Dimanche, l'ambiance à Cizre était partagée entre joie et résignation. Sur le visage des habitants se lisait le bonheur d'être enfin libres, mais personne ici n'oublie les martyrs tombés ces derniers jours.

Une vieille femme de 80 ans balaie sa maison et ramasse les carreaux cassés. « Vous savez, nous avons l'habitude d'enterrer nos jeunes. J'ai 60 ans et l'impression d'avoir vu cela toute ma vie. La vérité, c'est que nous devons vivre ensemble. Regarde autour de toi, ce n'est pas possible de continuer comme ça. »

(MEE/Matthieu Delmas)

Le siège de Cizre a pris fin mais la tension reste palpable. Les autorités turques ont ordonné la reprise du couvre-feu dimanche soir, puis de nouveau annoncé sa levée lundi matin.

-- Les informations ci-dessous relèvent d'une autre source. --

//! Mungers: post-construction, per-field derivations with sibling access (§4.8).

use std::sync::Arc;

use blueprint_types::ConcreteValue;

/// A 2-argument derivation `(field_value, partially_built_record) -> new_field_value`.
///
/// Mungers run after the thunk graph has evaluated for a record, in field
/// declaration order, so `partially_built_record` reflects earlier fields in
/// their final (already-munged) form and later fields in their raw evaluated
/// form.
pub type Munger = Arc<dyn Fn(&ConcreteValue, &ConcreteValue) -> ConcreteValue + Send + Sync>;

#[cfg(test)]
mod tests {
    use super::*;

    #[test]
    fn test_munger_sees_sibling_state() {
        let double_if_flagged: Munger = Arc::new(|field, record| {
            let flagged = record.field("flag").and_then(ConcreteValue::as_bool).unwrap_or(false);
            match (flagged, field) {
                (true, ConcreteValue::Integer(n)) => ConcreteValue::Integer(n * 2),
                _ => field.clone(),
            }
        });
        let record = ConcreteValue::Record(vec![
            ("flag".to_string(), ConcreteValue::Boolean(true)),
            ("count".to_string(), ConcreteValue::Integer(3)),
        ]);
        let result = double_if_flagged(&ConcreteValue::Integer(3), &record);
        assert_eq!(result, ConcreteValue::Integer(6));
    }
}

Les jeunes combattants du YDG-H, pour leur part, n'ont pas déposé les armes et sont encore positionnés dans le quartier de Cudi. Les forces de police se font quant à elle discrètes, bien que quelques blindés soient toujours présents dans le centre-ville. Les lignes de téléphonie mobile demeurent coupées.

Entre appels à la vengeance et appels au calme, personne ne sait ce que l'avenir réserve. Depuis le 20 juillet et l'attentat de Suruç, le Kurdistan turc est à feu et à sang. À Cizre, à Diyarbakır, à Silopi et dans tant d'autres villes du sud-est du pays, les jeunes du YDG-H barricadent leurs quartiers.

Alors que la Turquie semble plonger de jour en jour dans la guerre civile, les élections législatives anticipées annoncées pour le premier novembre prochain s'annoncent tendues.